What to work on ::
The answer should consist of each line below that contains the word "Some".

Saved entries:

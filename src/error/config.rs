//! Configuration errors.

use std::path::PathBuf;
use thiserror::Error;

/// Errors raised while loading or validating [`crate::config::AppConfig`].
#[derive(Debug, Error)]
pub enum ConfigError {
    /// The config file exists but could not be read.
    #[error("Failed to read config file '{}': {source}", path.display())]
    Read {
        path: PathBuf,
        #[source]
        source: std::io::Error,
    },

    /// The config file is not valid JSON for `AppConfig`.
    #[error("Failed to parse config file '{}': {source}", path.display())]
    Parse {
        path: PathBuf,
        #[source]
        source: serde_json::Error,
    },

    /// An environment override could not be parsed.
    #[error("Invalid value '{value}' for environment variable {var}")]
    InvalidEnv { var: String, value: String },

    /// A value parsed fine but is outside the accepted range.
    #[error("Invalid value for {key}: {reason}")]
    InvalidValue { key: &'static str, reason: String },
}

impl ConfigError {
    /// Get a user-friendly error message.
    pub fn user_message(&self) -> String {
        match self {
            ConfigError::Read { path, .. } => {
                format!("Could not read the config file at '{}'.", path.display())
            }
            ConfigError::Parse { path, source } => format!(
                "The config file at '{}' is not valid (line {}, column {}).",
                path.display(),
                source.line(),
                source.column()
            ),
            ConfigError::InvalidEnv { var, value } => {
                format!("{} is set to '{}', which is not a number.", var, value)
            }
            ConfigError::InvalidValue { key, reason } => format!("'{}' {}.", key, reason),
        }
    }

    /// Get a short error code for logging.
    pub fn error_code(&self) -> &'static str {
        match self {
            ConfigError::Read { .. } => "E_CFG_READ",
            ConfigError::Parse { .. } => "E_CFG_PARSE",
            ConfigError::InvalidEnv { .. } => "E_CFG_ENV",
            ConfigError::InvalidValue { .. } => "E_CFG_VALUE",
        }
    }
}

#[cfg(test)]
mod tests {
    use super::*;

    #[test]
    fn test_invalid_value_message() {
        let err = ConfigError::InvalidValue {
            key: "tick_ceiling",
            reason: "must be an even number of ticks".to_string(),
        };
        assert_eq!(
            err.to_string(),
            "Invalid value for tick_ceiling: must be an even number of ticks"
        );
        assert_eq!(err.error_code(), "E_CFG_VALUE");
    }

    #[test]
    fn test_parse_error_reports_position() {
        let source = serde_json::from_str::<serde_json::Value>("{\n  oops").unwrap_err();
        let err = ConfigError::Parse {
            path: PathBuf::from("/tmp/config.json"),
            source,
        };
        assert!(err.user_message().contains("line 2"));
    }
}
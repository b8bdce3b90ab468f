//! Low-level enter/leave sequences used by `TerminalManager` and the panic hook.

use crossterm::{
    cursor::Show,
    event::{DisableBracketedPaste, DisableMouseCapture, EnableBracketedPaste, EnableMouseCapture},
    execute,
    terminal::{disable_raw_mode, EnterAlternateScreen, LeaveAlternateScreen},
};
use std::io::{self, Write};

/// Alternate screen, bracketed paste (reflection pastes) and mouse capture.
pub fn enter_tui_mode<W: Write>(writer: &mut W) -> io::Result<()> {
    execute!(
        writer,
        EnterAlternateScreen,
        EnableBracketedPaste,
        EnableMouseCapture
    )
}

/// Undo [`enter_tui_mode`] and raw mode. Never fails; safe to call twice.
pub fn leave_tui_mode<W: Write>(writer: &mut W) {
    let _ = disable_raw_mode();
    let _ = execute!(
        writer,
        DisableMouseCapture,
        DisableBracketedPaste,
        LeaveAlternateScreen,
        Show
    );
    let _ = writer.flush();
}

/// Best-effort restore on stdout, for panics.
pub fn emergency_restore() {
    leave_tui_mode(&mut io::stdout());
}
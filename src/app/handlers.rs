//! Key and message handling.
//!
//! Precedence, highest first:
//! 1. Ctrl+C quits
//! 2. Breathing modal (only its own keys)
//! 3. Settings panel (Esc closes)
//! 4. Reflection editor while focused
//! 5. Global shortcuts, then the focused toolkit section

use crossterm::event::{KeyCode, KeyEvent, KeyModifiers};

use crate::breathing::{TickOutcome, TickScheduler};
use crate::models::QuickTool;
use crate::state::{ToolActivation, ToolkitFocus};

use super::{App, AppMessage, Screen};

impl<S: TickScheduler> App<S> {
    /// Apply a message from a timer or callback.
    pub fn handle_message(&mut self, message: AppMessage) {
        match message {
            AppMessage::BreathTick(tick) => match self.toolkit.on_breath_tick(tick) {
                TickOutcome::Advanced { .. } => self.mark_dirty(),
                TickOutcome::Completed => {
                    self.set_status("Breathing exercise complete. Well done.");
                }
                TickOutcome::Ignored => {}
            },
            AppMessage::ToggleSettingsPanel => {
                self.settings_panel_open = !self.settings_panel_open;
                tracing::debug!(open = self.settings_panel_open, "Settings panel toggled");
                self.mark_dirty();
            }
        }
    }

    /// Handle a key press.
    pub fn handle_key(&mut self, key: KeyEvent) {
        self.mark_dirty();
        tracing::trace!(code = ?key.code, mods = ?key.modifiers, "Key event");

        if key.code == KeyCode::Char('c') && key.modifiers.contains(KeyModifiers::CONTROL) {
            self.quit();
            return;
        }

        if self.toolkit.breathing().is_active() {
            self.handle_breathing_key(key);
            return;
        }

        if self.settings_panel_open && key.code == KeyCode::Esc {
            self.settings_panel_open = false;
            tracing::debug!("Settings panel closed");
            return;
        }

        if self.screen == Screen::Toolkit
            && self.toolkit.focus() == ToolkitFocus::Reflection
            && self.handle_reflection_key(key)
        {
            return;
        }

        match key.code {
            KeyCode::Char('q') => self.quit(),
            KeyCode::Char('1') => self.navigate_to(Screen::Dashboard),
            KeyCode::Char('2') => self.navigate_to(Screen::Toolkit),
            KeyCode::Char('b') => self.apply_activation(QuickTool::BreathingExercise),
            KeyCode::Char('s') => self.apply_activation(QuickTool::PersonalizeDashboard),
            KeyCode::Tab => match self.screen {
                Screen::Dashboard => self.navigate_to(Screen::Toolkit),
                Screen::Toolkit => self.toolkit.focus_next(),
            },
            KeyCode::BackTab => match self.screen {
                Screen::Dashboard => self.navigate_to(Screen::Toolkit),
                Screen::Toolkit => self.toolkit.focus_prev(),
            },
            _ if self.screen == Screen::Toolkit => self.handle_toolkit_key(key),
            _ => {}
        }
    }

    /// Handle a bracketed paste.
    pub fn handle_paste(&mut self, text: &str) {
        if self.screen == Screen::Toolkit
            && self.toolkit.focus() == ToolkitFocus::Reflection
            && !self.toolkit.breathing().is_active()
        {
            self.toolkit.reflection_mut().insert_str(text);
            self.mark_dirty();
        }
    }

    fn handle_breathing_key(&mut self, key: KeyEvent) {
        if matches!(
            key.code,
            KeyCode::Esc | KeyCode::Enter | KeyCode::Char('e') | KeyCode::Char('q')
        ) && self.toolkit.end_breathing()
        {
            self.set_status("Breathing exercise ended.");
        }
    }

    /// Returns `true` if the key was consumed by the editor.
    fn handle_reflection_key(&mut self, key: KeyEvent) -> bool {
        if key.code == KeyCode::Esc {
            self.toolkit.set_focus(ToolkitFocus::Moods);
            return true;
        }

        let reflection = self.toolkit.reflection_mut();
        match key.code {
            KeyCode::Char(c) if !key.modifiers.contains(KeyModifiers::CONTROL) => {
                reflection.insert_char(c)
            }
            KeyCode::Enter => reflection.insert_newline(),
            KeyCode::Backspace => reflection.backspace(),
            KeyCode::Delete => reflection.delete_char(),
            KeyCode::Left => reflection.move_cursor_left(),
            KeyCode::Right => reflection.move_cursor_right(),
            KeyCode::Home => reflection.move_cursor_home(),
            KeyCode::End => reflection.move_cursor_end(),
            _ => return false,
        }
        true
    }

    fn handle_toolkit_key(&mut self, key: KeyEvent) {
        match self.toolkit.focus() {
            ToolkitFocus::Moods => match key.code {
                KeyCode::Left => self.toolkit.moods_mut().move_left(),
                KeyCode::Right => self.toolkit.moods_mut().move_right(),
                KeyCode::Enter | KeyCode::Char(' ') => {
                    let mood = self.toolkit.moods_mut().select_under_cursor();
                    tracing::info!(mood = mood.label(), "Mood recorded");
                }
                KeyCode::Down => self.toolkit.set_focus(ToolkitFocus::Tools),
                _ => {}
            },
            ToolkitFocus::Tools => match key.code {
                KeyCode::Left => self.toolkit.tool_left(),
                KeyCode::Right => self.toolkit.tool_right(),
                KeyCode::Up => self.toolkit.tool_up(),
                KeyCode::Down => self.toolkit.tool_down(),
                KeyCode::Enter | KeyCode::Char(' ') => {
                    let tool = self.toolkit.selected_tool();
                    self.apply_activation(tool);
                }
                _ => {}
            },
            ToolkitFocus::Reflection => {}
        }
    }

    fn apply_activation(&mut self, tool: QuickTool) {
        match self.toolkit.activate_tool(tool) {
            ToolActivation::BreathingStarted => {
                self.status = None;
            }
            ToolActivation::BreathingAlreadyRunning => {}
            ToolActivation::SettingsToggled => {}
            ToolActivation::Acknowledged(tool) => {
                self.set_status(format!("{}: {}", tool.title(), tool.description()));
            }
        }
    }
}

#[cfg(test)]
mod tests {
    use super::*;
    use crate::breathing::{BreathTick, ManualTickScheduler};
    use crate::config::AppConfig;
    use crate::models::Mood;
    use crossterm::event::KeyEventKind;
    use tokio::sync::mpsc;

    fn test_app() -> App<ManualTickScheduler> {
        let (tx, rx) = mpsc::unbounded_channel();
        App::with_scheduler(AppConfig::default(), ManualTickScheduler::new(), tx, rx)
    }

    fn press(app: &mut App<ManualTickScheduler>, code: KeyCode) {
        app.handle_key(KeyEvent::new(code, KeyModifiers::NONE));
    }

    fn current_tick(app: &App<ManualTickScheduler>) -> AppMessage {
        AppMessage::BreathTick(BreathTick {
            generation: app.toolkit.breathing().generation(),
        })
    }

    #[test]
    fn test_double_escape_keeps_settings_closed() {
        let mut app = test_app();
        press(&mut app, KeyCode::Char('s'));
        app.drain_messages();
        assert!(app.settings_panel_open);

        press(&mut app, KeyCode::Esc);
        press(&mut app, KeyCode::Esc);
        app.drain_messages();
        assert!(!app.settings_panel_open);
    }

    #[test]
    fn test_ctrl_c_quits_even_while_breathing() {
        let mut app = test_app();
        press(&mut app, KeyCode::Char('b'));
        let mut key = KeyEvent::new(KeyCode::Char('c'), KeyModifiers::CONTROL);
        key.kind = KeyEventKind::Press;
        app.handle_key(key);
        assert!(app.should_quit);
    }

    #[test]
    fn test_modal_swallows_other_keys() {
        let mut app = test_app();
        press(&mut app, KeyCode::Char('b'));
        press(&mut app, KeyCode::Char('1'));
        press(&mut app, KeyCode::Char('2'));
        assert_eq!(app.screen, Screen::Dashboard);
        assert!(app.toolkit.breathing().is_active());
    }

    #[test]
    fn test_escape_ends_exercise() {
        let mut app = test_app();
        press(&mut app, KeyCode::Char('b'));
        app.handle_message(current_tick(&app));
        press(&mut app, KeyCode::Esc);
        assert!(!app.toolkit.breathing().is_active());
        assert_eq!(app.toolkit.breathing().breath_count(), 0);
        assert_eq!(app.toolkit.breathing().scheduler().live_tickers(), 0);
    }

    #[test]
    fn test_completion_sets_status() {
        let mut app = test_app();
        press(&mut app, KeyCode::Char('b'));
        for _ in 0..10 {
            app.handle_message(current_tick(&app));
        }
        assert!(!app.toolkit.breathing().is_active());
        assert!(app.status.as_ref().unwrap().text.contains("complete"));
    }

    #[test]
    fn test_settings_toggle_goes_through_channel() {
        let mut app = test_app();
        press(&mut app, KeyCode::Char('s'));
        assert!(!app.settings_panel_open);
        app.drain_messages();
        assert!(app.settings_panel_open);

        press(&mut app, KeyCode::Esc);
        app.drain_messages();
        assert!(!app.settings_panel_open);
    }

    #[test]
    fn test_mood_selection_by_keyboard() {
        let mut app = test_app();
        press(&mut app, KeyCode::Char('2'));
        press(&mut app, KeyCode::Right);
        press(&mut app, KeyCode::Enter);
        press(&mut app, KeyCode::Right);
        press(&mut app, KeyCode::Enter);
        assert_eq!(app.toolkit.moods().selected(), Some(Mood::Sad));
    }

    #[test]
    fn test_reflection_captures_shortcut_letters() {
        let mut app = test_app();
        press(&mut app, KeyCode::Char('2'));
        press(&mut app, KeyCode::BackTab);
        assert_eq!(app.toolkit.focus(), ToolkitFocus::Reflection);
        for c in "qbs1".chars() {
            press(&mut app, KeyCode::Char(c));
        }
        assert_eq!(app.toolkit.reflection().text(), "qbs1");
        assert!(!app.should_quit);
        assert!(!app.toolkit.breathing().is_active());
    }

    #[test]
    fn test_tool_activation_sets_status() {
        let mut app = test_app();
        press(&mut app, KeyCode::Char('2'));
        press(&mut app, KeyCode::Tab);
        press(&mut app, KeyCode::Down);
        press(&mut app, KeyCode::Right);
        press(&mut app, KeyCode::Enter);
        assert_eq!(
            app.status.as_ref().map(|s| s.text.as_str()),
            Some("Grounding: Connect with your senses")
        );
    }

    #[test]
    fn test_paste_only_into_focused_reflection() {
        let mut app = test_app();
        app.handle_paste("ignored");
        assert!(app.toolkit.reflection().is_empty());

        app.navigate_to(Screen::Toolkit);
        app.toolkit.set_focus(ToolkitFocus::Reflection);
        app.handle_paste("sunlight");
        assert_eq!(app.toolkit.reflection().text(), "sunlight");
    }
}
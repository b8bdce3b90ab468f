//! Unified error type for the library.

use std::fmt;

use super::category::ErrorCategory;
use super::config::ConfigError;
use super::system::{classify_io_error, SystemError};
use super::ui::UiError;

/// Unified error type for Wellspring.
///
/// The binary converts this into `color_eyre::Report` at its edge; library
/// code returns it through [`super::WellspringResult`].
#[derive(Debug)]
pub enum WellspringError {
    /// Configuration loading/validation errors.
    Config(ConfigError),

    /// UI/terminal errors.
    Ui(UiError),

    /// System/filesystem errors.
    System(SystemError),
}

impl WellspringError {
    /// Get the category of this error.
    pub fn category(&self) -> ErrorCategory {
        match self {
            WellspringError::Config(_) => ErrorCategory::Configuration,
            WellspringError::Ui(UiError::ChannelClosed) => ErrorCategory::Internal,
            WellspringError::Ui(_) => ErrorCategory::Terminal,
            WellspringError::System(_) => ErrorCategory::System,
        }
    }

    /// Get a user-friendly error message.
    pub fn user_message(&self) -> String {
        match self {
            WellspringError::Config(err) => err.user_message(),
            WellspringError::Ui(err) => err.user_message(),
            WellspringError::System(err) => err.user_message(),
        }
    }

    /// Get a short error code for logging.
    pub fn error_code(&self) -> &'static str {
        match self {
            WellspringError::Config(err) => err.error_code(),
            WellspringError::Ui(err) => err.error_code(),
            WellspringError::System(err) => err.error_code(),
        }
    }
}

impl fmt::Display for WellspringError {
    fn fmt(&self, f: &mut fmt::Formatter<'_>) -> fmt::Result {
        match self {
            WellspringError::Config(err) => write!(f, "{}", err),
            WellspringError::Ui(err) => write!(f, "{}", err),
            WellspringError::System(err) => write!(f, "{}", err),
        }
    }
}

impl std::error::Error for WellspringError {
    fn source(&self) -> Option<&(dyn std::error::Error + 'static)> {
        match self {
            WellspringError::Config(err) => Some(err),
            WellspringError::Ui(err) => Some(err),
            WellspringError::System(err) => Some(err),
        }
    }
}

impl From<ConfigError> for WellspringError {
    fn from(err: ConfigError) -> Self {
        WellspringError::Config(err)
    }
}

impl From<UiError> for WellspringError {
    fn from(err: UiError) -> Self {
        WellspringError::Ui(err)
    }
}

impl From<SystemError> for WellspringError {
    fn from(err: SystemError) -> Self {
        WellspringError::System(err)
    }
}

impl From<std::io::Error> for WellspringError {
    fn from(err: std::io::Error) -> Self {
        WellspringError::System(classify_io_error(&err, "perform I/O", None))
    }
}
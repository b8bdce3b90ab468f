//! AppMessage enum for async communication within the application.

use crate::breathing::BreathTick;

/// Messages posted into the event loop by timers and injected callbacks.
#[derive(Debug, Clone, PartialEq, Eq)]
pub enum AppMessage {
    /// The breathing ticker fired.
    BreathTick(BreathTick),
    /// Show or hide the personalization settings panel.
    ToggleSettingsPanel,
}

impl From<BreathTick> for AppMessage {
    fn from(tick: BreathTick) -> Self {
        AppMessage::BreathTick(tick)
    }
}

Solution for this problem ::
        assert_eq!(app.toolkit.moods().selected(), Some(Mood::Sad));
            Some("Grounding: Connect with your senses")
            WellspringError::Config(err) => Some(err),
            WellspringError::Ui(err) => Some(err),
            WellspringError::System(err) => Some(err),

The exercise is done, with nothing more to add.